Fachleute tun sich schwer, den exakten Effekt von Putins Ukraine-Politik zu beziffern. „Die Wachstumsschwäche hat bereits 2013 begonnen“, sagt Frank Schauff, Geschäftsführer der Association of European Businesses in Moskau, „die Ukraine-Krise und die folgende Sanktionsdebatte haben die prekäre Wirtschaftslage aber verstärkt.“ Besonders betroffen ist die Autobranche, auch die mit diesem Sektor verbandelten Zulieferer und Anlagenbauer.
Nicht einmal der Konsum ist mehr eine große Stütze der Konjunktur. Früher steckten die mit Abwertungen erfahrenen Russen gerade in Krisenzeiten ihr Geld in materielle Werte. Nun aber scheinen die Bedürfnisse eher gesättigt zu sein. Noch mieser ist die Stimmung im Finanzsektor, wo das Investmentbanking angesichts des Investitionsklimas brach liegt und die Finanzierung bei ausländischen Geschäftsbanken wegen der hohen Risikobewertung im Russlandgeschäft kaum mehr möglich ist. „Manch ein Banker würde am liebsten aus dem Fenster springen“, sagt ein deutscher Geschäftsmann in Moskau.

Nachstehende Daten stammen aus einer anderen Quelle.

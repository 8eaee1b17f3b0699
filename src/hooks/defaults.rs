//! Built-in callbacks registered on every new plugin registry
//!
//! | Hook | Priority | Callback |
//! |------|----------|----------|
//! | `dcf_postmeta_key` | 5 | [`hidden_postmeta_filter`] |
//! | `dcf_postmeta_key` | 10 | [`format_postmeta_key`] |
//! | `dcf_postmeta_value` | 10 | [`implode_array_filter`] |
//! | `display_custom_fields` | 10 | [`post_type_filter`] |
//!
//! Suppression runs at 5 so an extension can slot in between suppression
//! and humanization (for example at priority 7).

use super::names::{DEFAULT_PRIORITY, DISPLAY_CUSTOM_FIELDS, POSTMETA_KEY, POSTMETA_VALUE};
use super::registry::HookRegistry;
use super::value::{HookValue, KeyDecision};
use crate::domain::MetaValue;
use crate::storage::DisplayConfig;

/// Priority of the hidden-key suppression callback
pub const HIDDEN_POSTMETA_PRIORITY: i32 = 5;

/// Characters that start a new word when capitalizing keys
const WORD_DELIMITERS: [char; 6] = [' ', '\t', '\r', '\n', '\x0C', '\x0B'];

/// Replaces underscores with spaces and capitalizes each word
///
/// Only ASCII letters are uppercased and only ASCII whitespace separates
/// words, so non-ASCII keys keep their spelling.
pub fn format_postmeta_key(key: &str) -> String {
    let mut formatted = String::with_capacity(key.len());
    let mut at_word_start = true;

    for ch in key.chars() {
        let ch = if ch == '_' { ' ' } else { ch };
        formatted.push(if at_word_start { ch.to_ascii_uppercase() } else { ch });
        at_word_start = WORD_DELIMITERS.contains(&ch);
    }

    formatted
}

/// Drops keys that start with the hidden prefix
pub fn hidden_postmeta_filter(key: KeyDecision, hidden_prefix: &str) -> KeyDecision {
    match key {
        KeyDecision::Keep(label) if !hidden_prefix.is_empty() && label.starts_with(hidden_prefix) => {
            KeyDecision::Drop
        }
        other => other,
    }
}

/// Joins array-valued metadata with `, `; text passes through
pub fn implode_array_filter(value: MetaValue) -> MetaValue {
    match value {
        MetaValue::List(items) => MetaValue::Text(items.join(", ")),
        text => text,
    }
}

/// Vetoes display for excluded post types and allows every other type
///
/// The incoming decision is ignored, so a veto registered before this
/// callback is reset for types that are not excluded.
pub fn post_type_filter(post_type: &str, excluded: &[String]) -> bool {
    !excluded.iter().any(|excluded| excluded == post_type)
}

/// Registers the default transform set
pub fn register_defaults(registry: &mut HookRegistry, config: &DisplayConfig) {
    let hidden_prefix = config.hidden_prefix.clone();
    registry.register(
        POSTMETA_KEY,
        HIDDEN_POSTMETA_PRIORITY,
        1,
        "hidden_postmeta_filter",
        move |value, _| {
            let key = value.into_key(POSTMETA_KEY)?;
            Ok(HookValue::Key(hidden_postmeta_filter(key, &hidden_prefix)))
        },
    );

    registry.register(
        POSTMETA_KEY,
        DEFAULT_PRIORITY,
        1,
        "format_postmeta_key",
        |value, _| {
            let key = value.into_key(POSTMETA_KEY)?;
            Ok(HookValue::Key(key.map(format_postmeta_key)))
        },
    );

    registry.register(
        POSTMETA_VALUE,
        DEFAULT_PRIORITY,
        1,
        "implode_array_filter",
        |value, _| {
            let value = value.into_meta(POSTMETA_VALUE)?;
            Ok(HookValue::Meta(implode_array_filter(value)))
        },
    );

    let excluded = config.excluded_post_types.clone();
    registry.register(
        DISPLAY_CUSTOM_FIELDS,
        DEFAULT_PRIORITY,
        2,
        "post_type_filter",
        move |value, args| {
            let Some(ctx) = args.first().and_then(HookValue::as_context) else {
                return Ok(value);
            };
            Ok(HookValue::Bool(post_type_filter(&ctx.post_type, &excluded)))
        },
    );
}

impl HookRegistry {
    /// Creates a registry holding the default transform set
    pub fn with_defaults(config: &DisplayConfig) -> Self {
        let mut registry = HookRegistry::new().with_policy(config.on_callback_error);
        register_defaults(&mut registry, config);
        registry
    }
}

#[cfg(test)]
mod tests {
    use super::*;
    use crate::domain::{PostId, RenderContext};

    fn registry() -> HookRegistry {
        HookRegistry::with_defaults(&DisplayConfig::default())
    }

    fn key_chain(registry: &HookRegistry, key: &str) -> KeyDecision {
        registry
            .apply_filters(POSTMETA_KEY, HookValue::Key(KeyDecision::Keep(key.into())), &[])
            .unwrap()
            .into_key(POSTMETA_KEY)
            .unwrap()
    }

    #[test]
    fn humanizes_keys() {
        assert_eq!(format_postmeta_key("custom_field"), "Custom Field");
        assert_eq!(format_postmeta_key("release_year"), "Release Year");
        assert_eq!(format_postmeta_key("already Fine"), "Already Fine");
        assert_eq!(format_postmeta_key("isbn"), "Isbn");
    }

    #[test]
    fn humanizing_only_touches_ascii() {
        assert_eq!(format_postmeta_key("ßtraße_ñame"), "ßtraße ñame");
        assert_eq!(format_postmeta_key("über\u{a0}cool"), "über\u{a0}cool");
        assert_eq!(format_postmeta_key("tab\tsplit"), "Tab\tSplit");
    }

    #[test]
    fn hidden_keys_are_dropped() {
        let registry = registry();

        assert_eq!(key_chain(&registry, "_secret"), KeyDecision::Drop);
        assert_eq!(
            key_chain(&registry, "custom_field"),
            KeyDecision::Keep("Custom Field".into())
        );
    }

    #[test]
    fn slot_between_suppression_and_humanization() {
        let mut registry = registry();
        registry.register(POSTMETA_KEY, 7, 1, "prefix", |value, _| {
            let key = value.into_key(POSTMETA_KEY)?;
            Ok(HookValue::Key(key.map(|k| format!("my_{}", k))))
        });

        assert_eq!(key_chain(&registry, "_secret"), KeyDecision::Drop);
        assert_eq!(key_chain(&registry, "color"), KeyDecision::Keep("My Color".into()));
    }

    #[test]
    fn arrays_are_imploded() {
        let registry = registry();
        let value = registry
            .apply_filters(
                POSTMETA_VALUE,
                HookValue::Meta(MetaValue::List(vec!["a".into(), "b".into(), "c".into()])),
                &[],
            )
            .unwrap();

        assert_eq!(
            value.into_meta(POSTMETA_VALUE).unwrap(),
            MetaValue::Text("a, b, c".into())
        );
    }

    #[test]
    fn pages_are_vetoed() {
        let registry = registry();
        let display = |post_type: &str| {
            registry
                .apply_filters(
                    DISPLAY_CUSTOM_FIELDS,
                    HookValue::Bool(true),
                    &[HookValue::Context(RenderContext::new(PostId(1), post_type))],
                )
                .unwrap()
                .is_truthy()
        };

        assert!(!display("page"));
        assert!(display("post"));
    }

    #[test]
    fn earlier_veto_is_reset_for_allowed_types() {
        let mut registry = registry();
        registry.register(DISPLAY_CUSTOM_FIELDS, 5, 1, "early-veto", |_, _| {
            Ok(HookValue::Bool(false))
        });
        let display = |post_type: &str| {
            registry
                .apply_filters(
                    DISPLAY_CUSTOM_FIELDS,
                    HookValue::Bool(true),
                    &[HookValue::Context(RenderContext::new(PostId(1), post_type))],
                )
                .unwrap()
                .is_truthy()
        };

        assert!(display("post"));
        assert!(!display("page"));
    }
}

Besorgt ist auch die deutsche Wirtschaft. Mit über 6000 Niederlassungen sind die Deutschen im Land besonders stark vertreten. Zwar gibt es immer noch Investitionspläne: Der Troisdorfer Fensterbauer Profine etwa plant in Russland ein drittes Werk, SAP will mit dem Moskauer Telekomkonzern Rostelekom Cloud-Systeme für Russland entwickeln. Doch die deutschen Exporte nach Russland sind im ersten Quartal um 12,9 Prozent im Vergleich zum Vorjahreszeitraum geschrumpft. Laut einer Umfrage des Münchner ifo Instituts spüren bereits 17 Prozent der befragten Unternehmen die Auswirkungen der Ukraine-Krise in Russland, ein Drittel rechnet mit baldigen Folgen. „Viele Unternehmen haben ihre Investitionen auf Eis gelegt“, heißt es auch bei der deutsch-russischen Auslandshandelskammer.
Putins Hang zum Interventionismus zerstört das Vertrauen in den Standort: „Für das Investitionsklima ist es wichtig, dass Regeln und Gesetze eingehalten werden“, sagt der auf Russland spezialisierte Mainzer Investmentberater Jochen Wermuth mit Blick auf die Krim-Krise: „Es nicht vertrauensbildend, wenn man seinem Nachbarn ein Stück Land wegnimmt.“ Der Rubel verlor seit 2013 gegenüber Euro und Dollar ein Drittel an Wert, auch weil im ersten Quartal mit über 60 Milliarden Dollar mehr Kapital abfloss als im Gesamtjahr 2013.
Zumindest in Moskau tut man sich gleichwohl noch schwer, Zeichen der Krise zu finden: Moderne West-Autos haben alte Lada-Schiguli aus dem Stadtbild verdrängt, neuerdings gibt es Parkuhren. Ständig öffnen neue Cafés mit Freiluft-Terrassen. Gourmetköche aus dem Westen kochen für Restaurants. Parks sind renoviert; der trendige Russe flitzt jetzt auf breiten Skateboards und Rollern über die Flusspromenade am Gorki-Park. Man hat den Eindruck, als wollten die Machthaber gegen potenzielle Unzufriedenheit in der Bevölkerung vorbauen, indem sie aktiv in Lebensqualität investieren.
Wie ein Ereignis aus grauer Vorzeit wirken in diesen Frühsommertagen die Massendemonstrationen vom Dezember 2011. Eine frustrierte Mittelschicht hatte damals auf dem nahen Bolotnaja-Platz nach Wahlfälschungen dem Unmut über Korruption und Willkürherrschaft Luft gemacht. Putins schlimmste Albträume wurden wahr: Eine „bunte“ Revolution, gerichtet gegen ihn! Doch der Kremlchef reagierte taktisch klug, indem er die Protestler gewähren ließ – und strategisch fatal, indem er danach zu schärferer Repression überging und die liberalen Kräfte aus dem Alltag verdrängte.